> [Exercise goal]
The answer must be every line from the entries below that contains "skipped".

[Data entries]
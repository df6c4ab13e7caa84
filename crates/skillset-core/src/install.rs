use crate::catalog::Catalog;
use crate::error::{Result, SkillsetError};
use crate::paths::{self, SKILL_FILE};
use crate::templates;
use crate::types::Tool;
use serde::Serialize;
use std::path::{Path, PathBuf};
use tracing::{debug, info};

// ---------------------------------------------------------------------------
// InstallRequest / reports
// ---------------------------------------------------------------------------

/// What to install: a tool, an optional folder override, and either whole
/// domains or an explicit skill list.
#[derive(Debug, Clone)]
pub struct InstallRequest {
    pub tool: Tool,
    pub folder: Option<String>,
    pub domains: Vec<String>,
    /// When set, install exactly these skills instead of the domain rosters.
    pub skills: Option<Vec<String>>,
}

#[derive(Debug, Clone, Serialize)]
pub struct InstallReport {
    pub tool: Tool,
    pub skills: Vec<String>,
    pub files: Vec<PathBuf>,
}

/// One skill file found in a workspace scan.
#[derive(Debug, Clone, Serialize)]
pub struct InstalledSkill {
    pub tool: Tool,
    pub skill_id: String,
    /// Path relative to the workspace root.
    pub path: PathBuf,
}

#[derive(Debug, Clone, Serialize)]
pub struct UpdateReport {
    pub updated: Vec<String>,
    /// Installed files whose skill id the catalog no longer knows.
    pub skipped: Vec<String>,
}

// ---------------------------------------------------------------------------
// Install
// ---------------------------------------------------------------------------

/// Install skill templates into the workspace. Unknown domains or skills are
/// hard errors before anything is written.
pub fn install(root: &Path, catalog: &Catalog, req: &InstallRequest) -> Result<InstallReport> {
    let skill_ids = resolve_skill_ids(catalog, req)?;
    info!(tool = %req.tool, count = skill_ids.len(), "installing skills");

    let mut files = Vec::with_capacity(skill_ids.len());
    for id in &skill_ids {
        let content = templates::resolve(catalog, id)?;
        let path = paths::skill_install_path(root, req.tool, req.folder.as_deref(), id);
        crate::io::atomic_write(&path, content.as_bytes())?;
        debug!(skill = %id, path = %path.display(), "wrote skill file");
        files.push(path.strip_prefix(root).unwrap_or(&path).to_path_buf());
    }

    Ok(InstallReport {
        tool: req.tool,
        skills: skill_ids,
        files,
    })
}

/// Expand a request into a deduplicated, ordered skill id list.
fn resolve_skill_ids(catalog: &Catalog, req: &InstallRequest) -> Result<Vec<String>> {
    let mut out: Vec<String> = Vec::new();
    let mut push = |id: &str| {
        if !out.iter().any(|s| s == id) {
            out.push(id.to_string());
        }
    };

    if let Some(skills) = &req.skills {
        for id in skills {
            catalog.require_skill(id)?;
            push(id);
        }
    } else {
        for domain_id in &req.domains {
            let domain = catalog.require_domain(domain_id)?;
            for id in &domain.skills {
                push(id);
            }
        }
    }
    Ok(out)
}

// ---------------------------------------------------------------------------
// Scan
// ---------------------------------------------------------------------------

/// Tool folders to scan, with claude-code and "other" collapsing onto the
/// same directory.
fn scan_folders() -> Vec<(Tool, &'static str)> {
    let mut seen: Vec<&str> = Vec::new();
    let mut out = Vec::new();
    for &tool in Tool::all() {
        if !seen.contains(&tool.folder()) {
            seen.push(tool.folder());
            out.push((tool, tool.folder()));
        }
    }
    out
}

/// All installed skill files across the conventional tool folders.
/// Missing folders are fine; results are sorted by path within each tool.
pub fn installed_skills(root: &Path) -> Result<Vec<InstalledSkill>> {
    let mut out = Vec::new();
    for (tool, folder) in scan_folders() {
        let dir = root.join(folder);
        let mut files = Vec::new();
        collect_markdown(&dir, &mut files);
        files.sort();
        for path in files {
            let skill_id = skill_id_from_path(&path);
            let rel = path.strip_prefix(root).unwrap_or(&path).to_path_buf();
            out.push(InstalledSkill {
                tool,
                skill_id,
                path: rel,
            });
        }
    }
    debug!(count = out.len(), "scanned installed skills");
    Ok(out)
}

fn collect_markdown(dir: &Path, out: &mut Vec<PathBuf>) {
    let Ok(entries) = std::fs::read_dir(dir) else {
        return;
    };
    for entry in entries.flatten() {
        let path = entry.path();
        if path.is_dir() {
            collect_markdown(&path, out);
        } else if path.extension().is_some_and(|e| e == "md") {
            out.push(path);
        }
    }
}

/// Derive the skill id from an installed file: the directory name for
/// `<id>/SKILL.md` layouts, the file stem for flat `<id>.md` files.
fn skill_id_from_path(path: &Path) -> String {
    let stem = path
        .file_stem()
        .map(|s| s.to_string_lossy().into_owned())
        .unwrap_or_default();
    if path.file_name().is_some_and(|n| n == SKILL_FILE) {
        if let Some(parent) = path.parent().and_then(|p| p.file_name()) {
            return parent.to_string_lossy().into_owned();
        }
    }
    stem
}

// ---------------------------------------------------------------------------
// Remove
// ---------------------------------------------------------------------------

/// Delete every conventional tool folder. Returns the folders removed.
pub fn remove_all(root: &Path) -> Result<Vec<PathBuf>> {
    let mut removed = Vec::new();
    for (_, folder) in scan_folders() {
        let dir = root.join(folder);
        if crate::io::remove_dir_if_exists(&dir)? {
            info!(folder, "removed skill folder");
            removed.push(PathBuf::from(folder));
        }
    }
    Ok(removed)
}

/// Delete one skill wherever it is installed. Errors if nothing matched.
pub fn remove_skill(root: &Path, skill_id: &str) -> Result<Vec<PathBuf>> {
    let mut removed = Vec::new();
    for (_, folder) in scan_folders() {
        let dir_form = root.join(folder).join(skill_id);
        if crate::io::remove_dir_if_exists(&dir_form)? {
            removed.push(PathBuf::from(folder).join(skill_id));
        }
        let flat_form = root.join(folder).join(format!("{skill_id}.md"));
        if flat_form.is_file() {
            std::fs::remove_file(&flat_form)?;
            removed.push(PathBuf::from(folder).join(format!("{skill_id}.md")));
        }
    }
    if removed.is_empty() {
        return Err(SkillsetError::NotInstalled(skill_id.to_string()));
    }
    info!(skill = skill_id, files = removed.len(), "removed skill");
    Ok(removed)
}

// ---------------------------------------------------------------------------
// Update
// ---------------------------------------------------------------------------

/// Re-render every installed skill from the current bundled library.
/// Files whose id the catalog no longer knows are left untouched.
pub fn update(root: &Path, catalog: &Catalog) -> Result<UpdateReport> {
    let mut report = UpdateReport {
        updated: Vec::new(),
        skipped: Vec::new(),
    };
    for installed in installed_skills(root)? {
        if !catalog.contains_skill(&installed.skill_id) {
            report.skipped.push(installed.skill_id);
            continue;
        }
        let content = templates::resolve(catalog, &installed.skill_id)?;
        crate::io::atomic_write(&root.join(&installed.path), content.as_bytes())?;
        report.updated.push(installed.skill_id);
    }
    info!(
        updated = report.updated.len(),
        skipped = report.skipped.len(),
        "updated installed skills"
    );
    Ok(report)
}

// ---------------------------------------------------------------------------
// Tests
// ---------------------------------------------------------------------------

#[cfg(test)]
mod tests {
    use super::*;
    use tempfile::TempDir;

    fn request(tool: Tool, domains: &[&str]) -> InstallRequest {
        InstallRequest {
            tool,
            folder: None,
            domains: domains.iter().map(|s| s.to_string()).collect(),
            skills: None,
        }
    }

    #[test]
    fn install_domain_writes_skill_files() {
        let dir = TempDir::new().unwrap();
        let report = install(dir.path(), Catalog::builtin(), &request(Tool::ClaudeCode, &["security"]))
            .unwrap();
        assert_eq!(report.skills.len(), 3);
        assert!(dir
            .path()
            .join(".claude/skills/security-auditor/SKILL.md")
            .is_file());
        let content = std::fs::read_to_string(
            dir.path().join(".claude/skills/vulnerability-scanner/SKILL.md"),
        )
        .unwrap();
        assert!(content.contains("name: vulnerability-scanner"));
    }

    #[test]
    fn install_cursor_uses_flat_files() {
        let dir = TempDir::new().unwrap();
        let req = InstallRequest {
            tool: Tool::Cursor,
            folder: None,
            domains: Vec::new(),
            skills: Some(vec!["api-designer".to_string()]),
        };
        install(dir.path(), Catalog::builtin(), &req).unwrap();
        assert!(dir.path().join(".cursor/rules/api-designer.md").is_file());
    }

    #[test]
    fn install_unknown_domain_fails_before_writing() {
        let dir = TempDir::new().unwrap();
        let err = install(dir.path(), Catalog::builtin(), &request(Tool::ClaudeCode, &["cooking"]))
            .unwrap_err();
        assert!(matches!(err, SkillsetError::UnknownDomain(_)));
        assert!(!dir.path().join(".claude/skills").exists());
    }

    #[test]
    fn install_unknown_skill_fails() {
        let dir = TempDir::new().unwrap();
        let req = InstallRequest {
            tool: Tool::ClaudeCode,
            folder: None,
            domains: Vec::new(),
            skills: Some(vec!["nonexistent-skill".to_string()]),
        };
        assert!(matches!(
            install(dir.path(), Catalog::builtin(), &req),
            Err(SkillsetError::UnknownSkill(_))
        ));
    }

    #[test]
    fn install_honors_folder_override() {
        let dir = TempDir::new().unwrap();
        let req = InstallRequest {
            tool: Tool::ClaudeCode,
            folder: Some("my/skills".to_string()),
            domains: Vec::new(),
            skills: Some(vec!["unit-testing".to_string()]),
        };
        install(dir.path(), Catalog::builtin(), &req).unwrap();
        assert!(dir.path().join("my/skills/unit-testing/SKILL.md").is_file());
    }

    #[test]
    fn overlapping_domains_dedupe() {
        let catalog = Catalog::builtin();
        let req = request(Tool::ClaudeCode, &["testing", "testing"]);
        let ids = resolve_skill_ids(catalog, &req).unwrap();
        let unique: std::collections::HashSet<_> = ids.iter().collect();
        assert_eq!(unique.len(), ids.len());
    }

    #[test]
    fn scan_finds_installed_skills_across_tools() {
        let dir = TempDir::new().unwrap();
        install(
            dir.path(),
            Catalog::builtin(),
            &InstallRequest {
                tool: Tool::ClaudeCode,
                folder: None,
                domains: Vec::new(),
                skills: Some(vec!["unit-testing".to_string()]),
            },
        )
        .unwrap();
        install(
            dir.path(),
            Catalog::builtin(),
            &InstallRequest {
                tool: Tool::Cursor,
                folder: None,
                domains: Vec::new(),
                skills: Some(vec!["api-designer".to_string()]),
            },
        )
        .unwrap();

        let installed = installed_skills(dir.path()).unwrap();
        let ids: Vec<_> = installed.iter().map(|s| s.skill_id.as_str()).collect();
        assert!(ids.contains(&"unit-testing"));
        assert!(ids.contains(&"api-designer"));
    }

    #[test]
    fn scan_of_empty_workspace_is_empty() {
        let dir = TempDir::new().unwrap();
        assert!(installed_skills(dir.path()).unwrap().is_empty());
    }

    #[test]
    fn remove_all_deletes_tool_folders() {
        let dir = TempDir::new().unwrap();
        install(dir.path(), Catalog::builtin(), &request(Tool::ClaudeCode, &["database"])).unwrap();
        let removed = remove_all(dir.path()).unwrap();
        assert_eq!(removed, vec![PathBuf::from(".claude/skills")]);
        assert!(!dir.path().join(".claude/skills").exists());
        // Second pass has nothing left to do.
        assert!(remove_all(dir.path()).unwrap().is_empty());
    }

    #[test]
    fn remove_single_skill() {
        let dir = TempDir::new().unwrap();
        install(dir.path(), Catalog::builtin(), &request(Tool::ClaudeCode, &["database"])).unwrap();
        remove_skill(dir.path(), "query-optimizer").unwrap();
        assert!(!dir.path().join(".claude/skills/query-optimizer").exists());
        assert!(dir.path().join(".claude/skills/migration-manager/SKILL.md").is_file());
    }

    #[test]
    fn remove_missing_skill_errors() {
        let dir = TempDir::new().unwrap();
        assert!(matches!(
            remove_skill(dir.path(), "unit-testing"),
            Err(SkillsetError::NotInstalled(_))
        ));
    }

    #[test]
    fn update_rewrites_installed_files_and_skips_unknown() {
        let dir = TempDir::new().unwrap();
        install(dir.path(), Catalog::builtin(), &request(Tool::ClaudeCode, &["testing"])).unwrap();

        // Tamper with one file and plant one the catalog does not know.
        let target = dir.path().join(".claude/skills/unit-testing/SKILL.md");
        std::fs::write(&target, "stale").unwrap();
        let stray = dir.path().join(".claude/skills/homegrown-skill/SKILL.md");
        std::fs::create_dir_all(stray.parent().unwrap()).unwrap();
        std::fs::write(&stray, "mine").unwrap();

        let report = update(dir.path(), Catalog::builtin()).unwrap();
        assert!(report.updated.iter().any(|s| s == "unit-testing"));
        assert_eq!(report.skipped, vec!["homegrown-skill".to_string()]);
        assert!(std::fs::read_to_string(&target).unwrap().contains("name: unit-testing"));
        assert_eq!(std::fs::read_to_string(&stray).unwrap(), "mine");
    }
}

> [Response below]
    pub skipped: Vec<String>,
        skipped: Vec::new(),
            report.skipped.push(installed.skill_id);
        skipped = report.skipped.len(),
        assert_eq!(report.skipped, vec!["homegrown-skill".to_string()]);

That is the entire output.